__Information given__:
------------------------------------

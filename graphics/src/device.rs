//! Graphics device.
//!
//! The [`GraphicsDevice`] is the main interface for creating GPU resources.
//! It is created by [`GraphicsInstance::create_device`] and owns the
//! [`ResourceCache`] every resource it creates is tracked in.
//!
//! [`GraphicsInstance::create_device`]: crate::GraphicsInstance::create_device

use std::sync::{Arc, Weak};
use std::sync::atomic::{AtomicBool, Ordering};

use bitflags::bitflags;
use parking_lot::{Mutex, MutexGuard};

use crate::backend::{GpuBackend, GpuTexture};
use crate::cache::{PurgeReport, ResourceCache, ResourceCacheConfig, TeardownSummary};
use crate::error::GraphicsError;
use crate::resources::{
    Buffer, ContentKey, GpuHandle, GpuResource, Lifecycle, ResourceKind, ScratchKey, Texture,
};
use crate::transfer;
use crate::types::{BufferDescriptor, ColorType, PixelRect, SurfaceOrigin, TextureDescriptor};

bitflags! {
    /// Buffer mapping support of a device.
    #[derive(Debug, Clone, Copy, PartialEq, Eq, Hash)]
    pub struct MapFlags: u32 {
        /// Buffers can be mapped for CPU access.
        const CAN_MAP = 1 << 0;
        /// Subranges of a buffer can be mapped.
        const SUBSET = 1 << 1;
    }
}

impl Default for MapFlags {
    fn default() -> Self {
        Self::CAN_MAP
    }
}

/// Capabilities of a graphics device.
#[derive(Debug, Clone, Copy, PartialEq, Eq, Hash)]
pub struct DeviceCapabilities {
    /// Maximum texture dimension.
    pub max_texture_dimension: u32,
    /// Maximum buffer size.
    pub max_buffer_size: u64,
    /// Buffer mapping support.
    pub map_flags: MapFlags,
}

impl Default for DeviceCapabilities {
    fn default() -> Self {
        Self {
            max_texture_dimension: 16384,
            max_buffer_size: 1 << 30, // 1 GB
            map_flags: MapFlags::default(),
        }
    }
}

/// A graphics device for creating GPU resources.
///
/// Every texture and buffer the device creates is inserted into its
/// [`ResourceCache`]. Scratch and content-keyed lookups consult the cache
/// before allocating.
///
/// # Thread Safety
///
/// `GraphicsDevice` is `Send + Sync`. The cache sits behind a mutex.
///
/// # Example
///
/// ```ignore
/// let instance = GraphicsInstance::new()?;
/// let device = instance.create_device()?;
///
/// let texture = device.create_texture(&TextureDescriptor::new_2d(
///     16, 16,
///     TextureFormat::Rgba8Unorm,
///     TextureUsage::COPY_DST | TextureUsage::COPY_SRC,
/// ), true)?;
/// let buffer = device.create_buffer(&BufferDescriptor::transfer(1280), true)?;
/// ```
pub struct GraphicsDevice {
    name: String,
    backend: Arc<dyn GpuBackend>,
    capabilities: DeviceCapabilities,
    cache: Mutex<ResourceCache>,
    // Last releases that found the cache locked.
    missed: Mutex<Vec<Weak<GpuResource>>>,
    lost: AtomicBool,
}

------------------------------------

__Problem to solve__: Return every record, word for word.

__Written response__:
filename graphics/src/device.rs
//! Graphics device.
//!
//! The [`GraphicsDevice`] is the main interface for creating GPU resources.
//! It is created by [`GraphicsInstance::create_device`] and owns the
//! [`ResourceCache`] every resource it creates is tracked in.
//!
//! [`GraphicsInstance::create_device`]: crate::GraphicsInstance::create_device

use std::sync::{Arc, Weak};
use std::sync::atomic::{AtomicBool, Ordering};

use bitflags::bitflags;
use parking_lot::{Mutex, MutexGuard};

use crate::backend::{GpuBackend, GpuTexture};
use crate::cache::{PurgeReport, ResourceCache, ResourceCacheConfig, TeardownSummary};
use crate::error::GraphicsError;
use crate::resources::{
    Buffer, ContentKey, GpuHandle, GpuResource, Lifecycle, ResourceKind, ScratchKey, Texture,
};
use crate::transfer;
use crate::types::{BufferDescriptor, ColorType, PixelRect, SurfaceOrigin, TextureDescriptor};

bitflags! {
    /// Buffer mapping support of a device.
    #[derive(Debug, Clone, Copy, PartialEq, Eq, Hash)]
    pub struct MapFlags: u32 {
        /// Buffers can be mapped for CPU access.
        const CAN_MAP = 1 << 0;
        /// Subranges of a buffer can be mapped.
        const SUBSET = 1 << 1;
    }
}

impl Default for MapFlags {
    fn default() -> Self {
        Self::CAN_MAP
    }
}

/// Capabilities of a graphics device.
#[derive(Debug, Clone, Copy, PartialEq, Eq, Hash)]
pub struct DeviceCapabilities {
    /// Maximum texture dimension.
    pub max_texture_dimension: u32,
    /// Maximum buffer size.
    pub max_buffer_size: u64,
    /// Buffer mapping support.
    pub map_flags: MapFlags,
}

impl Default for DeviceCapabilities {
    fn default() -> Self {
        Self {
            max_texture_dimension: 16384,
            max_buffer_size: 1 << 30, // 1 GB
            map_flags: MapFlags::default(),
        }
    }
}

/// A graphics device for creating GPU resources.
///
/// Every texture and buffer the device creates is inserted into its
/// [`ResourceCache`]. Scratch and content-keyed lookups consult the cache
/// before allocating.
///
/// # Thread Safety
///
/// `GraphicsDevice` is `Send + Sync`. The cache sits behind a mutex.
///
/// # Example
///
/// ```ignore
/// let instance = GraphicsInstance::new()?;
/// let device = instance.create_device()?;
///
/// let texture = device.create_texture(&TextureDescriptor::new_2d(
///     16, 16,
///     TextureFormat::Rgba8Unorm,
///     TextureUsage::COPY_DST | TextureUsage::COPY_SRC,
/// ), true)?;
/// let buffer = device.create_buffer(&BufferDescriptor::transfer(1280), true)?;
/// ```
pub struct GraphicsDevice {
    name: String,
    backend: Arc<dyn GpuBackend>,
    capabilities: DeviceCapabilities,
    cache: Mutex<ResourceCache>,
    // Last releases that found the cache locked.
    missed: Mutex<Vec<Weak<GpuResource>>>,
    lost: AtomicBool,
}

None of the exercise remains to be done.